[Collected data entries]
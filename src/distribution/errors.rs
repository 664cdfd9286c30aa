/// Crate-wide result alias for distribution operations.
pub type DistResult<T> = Result<T, DistError>;

#[derive(Debug, Clone, PartialEq)]
pub enum DistError {
    /// Location parameter must be finite.
    InvalidLocation {
        value: f64,
        reason: &'static str,
    },

    /// Scale parameter must be finite and strictly positive.
    InvalidScale {
        value: f64,
        reason: &'static str,
    },
}

impl std::error::Error for DistError {}

impl std::fmt::Display for DistError {
    fn fmt(&self, f: &mut std::fmt::Formatter<'_>) -> std::fmt::Result {
        match self {
            DistError::InvalidLocation { value, reason } => {
                write!(f, "Invalid location parameter {value}: {reason}")
            }
            DistError::InvalidScale { value, reason } => {
                write!(f, "Invalid scale parameter {value}: {reason}")
            }
        }
    }
}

# Prompt
With every line intact, print the records above again.

# Exercise solution
filename src/distribution/errors.rs
repository 664cdfd9286c30aa
/// Crate-wide result alias for distribution operations.
pub type DistResult<T> = Result<T, DistError>;

#[derive(Debug, Clone, PartialEq)]
pub enum DistError {
    /// Location parameter must be finite.
    InvalidLocation {
        value: f64,
        reason: &'static str,
    },

    /// Scale parameter must be finite and strictly positive.
    InvalidScale {
        value: f64,
        reason: &'static str,
    },
}

impl std::error::Error for DistError {}

impl std::fmt::Display for DistError {
    fn fmt(&self, f: &mut std::fmt::Formatter<'_>) -> std::fmt::Result {
        match self {
            DistError::InvalidLocation { value, reason } => {
                write!(f, "Invalid location parameter {value}: {reason}")
            }
            DistError::InvalidScale { value, reason } => {
                write!(f, "Invalid scale parameter {value}: {reason}")
            }
        }
    }
}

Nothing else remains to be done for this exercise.